Riget (English title: The Kingdom) is a Danish absurdist supernatural horror miniseries trilogy created by Lars von Trier and Tómas Gislason. Set in the neurosurgical ward of Copenhagen's Rigshospitalet (, nicknamed "Riget", ), each episode of the show takes place over a single day, and follows the hospital's eccentric staff and patients as they encounter bizarre and sometimes supernatural phenomena. The series is notable for its wry humor, its muted sepia colour scheme, and the appearance of a chorus of dishwashers with Down syndrome, who discuss in intimate detail the strange occurrences in the hospital. The main theme's song was written by von Trier himself.
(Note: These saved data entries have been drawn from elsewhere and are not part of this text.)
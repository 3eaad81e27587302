//! Incremental HTTP/1.1 request framing.
//!
//! Works on the unconsumed region of a connection's read buffer and reports
//! how many bytes one complete frame occupies, so the caller can advance its
//! cursor and try again for pipelined requests.

use thiserror::Error;

/// Header block terminator.
const HEADER_END: &[u8] = b"\r\n\r\n";

/// A complete, parsed request frame.
#[derive(Debug, Clone, PartialEq, Eq)]
pub struct Request {
    pub method: String,
    pub path: String,
    pub version: String,
    /// Header lines in arrival order (names as sent).
    pub headers: Vec<(String, String)>,
    pub body: Vec<u8>,
}

impl Request {
    /// Case-insensitive header lookup.
    pub fn header(&self, name: &str) -> Option<&str> {
        self.headers
            .iter()
            .find(|(k, _)| k.eq_ignore_ascii_case(name))
            .map(|(_, v)| v.as_str())
    }

    /// Whether the client asked for the connection to be closed after this exchange.
    pub fn wants_close(&self) -> bool {
        self.header("Connection")
            .is_some_and(|v| v.trim().eq_ignore_ascii_case("close"))
    }
}

/// Framing faults that still leave the stream in sync.
#[derive(Debug, Clone, PartialEq, Eq, Error)]
pub enum ParseError {
    #[error("malformed request line")]
    InvalidRequestLine,
    #[error("malformed header line")]
    InvalidHeader,
    #[error("invalid Content-Length")]
    InvalidContentLength,
    #[error("request head is not valid UTF-8")]
    InvalidEncoding,
}

/// Result of trying to frame one request.
#[derive(Debug)]
pub enum FrameResult {
    /// Need more data for headers or body.
    Incomplete,
    /// A full request was extracted.
    Complete { request: Request, consumed: usize },
    /// The frame is broken but its extent is known; skip `consumed` bytes
    /// and answer with an error.
    Malformed { error: ParseError, consumed: usize },
    /// The declared frame can never fit into the read buffer.
    TooLarge { required: usize },
}

/// Try to frame one request from the front of `input`.
///
/// `max_frame` bounds the total size (head plus declared body) a frame may
/// occupy; anything larger is reported as `TooLarge` as soon as the head
/// has arrived.
pub fn parse_frame(input: &[u8], max_frame: usize) -> FrameResult {
    let head_len = match find_header_end(input) {
        Some(pos) => pos + HEADER_END.len(),
        None => {
            if input.len() > max_frame {
                return FrameResult::TooLarge {
                    required: input.len(),
                };
            }
            return FrameResult::Incomplete;
        }
    };

    let head = match std::str::from_utf8(&input[..head_len - HEADER_END.len()]) {
        Ok(s) => s,
        Err(_) => {
            return FrameResult::Malformed {
                error: ParseError::InvalidEncoding,
                consumed: head_len,
            }
        }
    };

    let mut lines = head.split("\r\n");
    let request_line = lines.next().unwrap_or("");

    // Headers first: the declared length decides how much to skip even when
    // the request line is broken.
    let mut headers = Vec::new();
    let mut header_error = None;
    for line in lines {
        if line.is_empty() {
            continue;
        }
        match line.split_once(':') {
            Some((name, value)) if !name.trim().is_empty() => {
                headers.push((name.trim().to_string(), value.trim().to_string()));
            }
            _ => {
                header_error.get_or_insert(ParseError::InvalidHeader);
            }
        }
    }

    let content_length = match content_length(&headers) {
        Ok(len) => len,
        Err(error) => {
            return FrameResult::Malformed {
                error,
                consumed: head_len,
            }
        }
    };

    let total = match head_len.checked_add(content_length) {
        Some(total) if total <= max_frame => total,
        _ => {
            return FrameResult::TooLarge {
                required: head_len.saturating_add(content_length),
            }
        }
    };

    if input.len() < total {
        return FrameResult::Incomplete;
    }

    if let Some(error) = header_error {
        return FrameResult::Malformed {
            error,
            consumed: total,
        };
    }

    let (method, path, version) = match parse_request_line(request_line) {
        Some(parts) => parts,
        None => {
            return FrameResult::Malformed {
                error: ParseError::InvalidRequestLine,
                consumed: total,
            }
        }
    };

    FrameResult::Complete {
        request: Request {
            method: method.to_string(),
            path: path.to_string(),
            version: version.to_string(),
            headers,
            body: input[head_len..total].to_vec(),
        },
        consumed: total,
    }
}

/// Split `METHOD SP PATH SP VERSION`.
fn parse_request_line(line: &str) -> Option<(&str, &str, &str)> {
    let mut parts = line.split(' ');
    let method = parts.next().filter(|m| !m.is_empty())?;
    let path = parts.next().filter(|p| p.starts_with('/'))?;
    let version = parts.next().filter(|v| v.starts_with("HTTP/"))?;
    if parts.next().is_some() || !method.bytes().all(|b| b.is_ascii_uppercase()) {
        return None;
    }
    Some((method, path, version))
}

fn content_length(headers: &[(String, String)]) -> Result<usize, ParseError> {
    match headers
        .iter()
        .find(|(k, _)| k.eq_ignore_ascii_case("Content-Length"))
    {
        None => Ok(0),
        Some((_, v)) => v.parse().map_err(|_| ParseError::InvalidContentLength),
    }
}

fn find_header_end(buffer: &[u8]) -> Option<usize> {
    buffer.windows(HEADER_END.len()).position(|w| w == HEADER_END)
}

#[cfg(test)]
mod tests {
    use super::*;

    const MAX: usize = 64 * 1024;

    fn complete(input: &[u8]) -> (Request, usize) {
        match parse_frame(input, MAX) {
            FrameResult::Complete { request, consumed } => (request, consumed),
            other => panic!("unexpected: {:?}", other),
        }
    }

    #[test]
    fn test_parse_simple_get() {
        let input = b"GET /health HTTP/1.1\r\nHost: localhost\r\n\r\n";
        let (req, consumed) = complete(input);
        assert_eq!(req.method, "GET");
        assert_eq!(req.path, "/health");
        assert_eq!(req.version, "HTTP/1.1");
        assert_eq!(req.header("host"), Some("localhost"));
        assert!(req.body.is_empty());
        assert_eq!(consumed, input.len());
    }

    #[test]
    fn test_parse_post_with_body() {
        let input = b"POST /process HTTP/1.1\r\ncontent-length: 7\r\n\r\n{\"a\":1}";
        let (req, consumed) = complete(input);
        assert_eq!(req.body, b"{\"a\":1}");
        assert_eq!(consumed, input.len());
    }

    #[test]
    fn test_incomplete_head_and_body() {
        assert!(matches!(
            parse_frame(b"GET / HTTP/1.1\r\nHost: x\r\n", MAX),
            FrameResult::Incomplete
        ));
        assert!(matches!(
            parse_frame(b"POST /process HTTP/1.1\r\nContent-Length: 10\r\n\r\nabc", MAX),
            FrameResult::Incomplete
        ));
    }

    #[test]
    fn test_pipelined_frames() {
        let input = b"GET /a HTTP/1.1\r\n\r\nGET /b HTTP/1.1\r\n\r\nGET /c";
        let (first, n1) = complete(input);
        assert_eq!(first.path, "/a");
        let (second, n2) = complete(&input[n1..]);
        assert_eq!(second.path, "/b");
        assert!(matches!(
            parse_frame(&input[n1 + n2..], MAX),
            FrameResult::Incomplete
        ));
    }

    #[test]
    fn test_invalid_content_length_skips_head() {
        let head = b"POST /process HTTP/1.1\r\nContent-Length: abc\r\n\r\n";
        let mut input = head.to_vec();
        input.extend_from_slice(b"GET / HTTP/1.1\r\n\r\n");
        match parse_frame(&input, MAX) {
            FrameResult::Malformed { error, consumed } => {
                assert_eq!(error, ParseError::InvalidContentLength);
                assert_eq!(consumed, head.len());
            }
            other => panic!("unexpected: {:?}", other),
        }
    }

    #[test]
    fn test_bad_request_line_skips_body() {
        let input = b"NONSENSE\r\nContent-Length: 3\r\n\r\nxyz";
        match parse_frame(input, MAX) {
            FrameResult::Malformed { error, consumed } => {
                assert_eq!(error, ParseError::InvalidRequestLine);
                assert_eq!(consumed, input.len());
            }
            other => panic!("unexpected: {:?}", other),
        }
    }

    #[test]
    fn test_declared_body_too_large() {
        let input = b"POST /process HTTP/1.1\r\nContent-Length: 1000000\r\n\r\nabc";
        match parse_frame(input, 1024) {
            FrameResult::TooLarge { required } => assert!(required > 1024),
            other => panic!("unexpected: {:?}", other),
        }
    }

    #[test]
    fn test_unterminated_head_too_large() {
        let input = vec![b'a'; 2048];
        assert!(matches!(
            parse_frame(&input, 1024),
            FrameResult::TooLarge { .. }
        ));
    }

    #[test]
    fn test_connection_close_header() {
        let (req, _) = complete(b"GET / HTTP/1.1\r\nConnection: Close\r\n\r\n");
        assert!(req.wants_close());
        let (req, _) = complete(b"GET / HTTP/1.1\r\nConnection: keep-alive\r\n\r\n");
        assert!(!req.wants_close());
    }
}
The first series of four episodes premiered from DR in November to December 1994, and was followed by a second series, Riget II, which aired in November 1997. A belated third and final series of five episodes directed by von Trier and written by von Trier with Niels Vørsel, entitled Exodus, began filming in 2021, was screened out of competition at the Venice Film Festival and at the Serial Killer festival in September 2022, and premiered in the Nordics on streaming platform Viaplay with the first two episodes on October 9. The series premiered in select regions between November 27 and December 25 on streaming platform MUBI.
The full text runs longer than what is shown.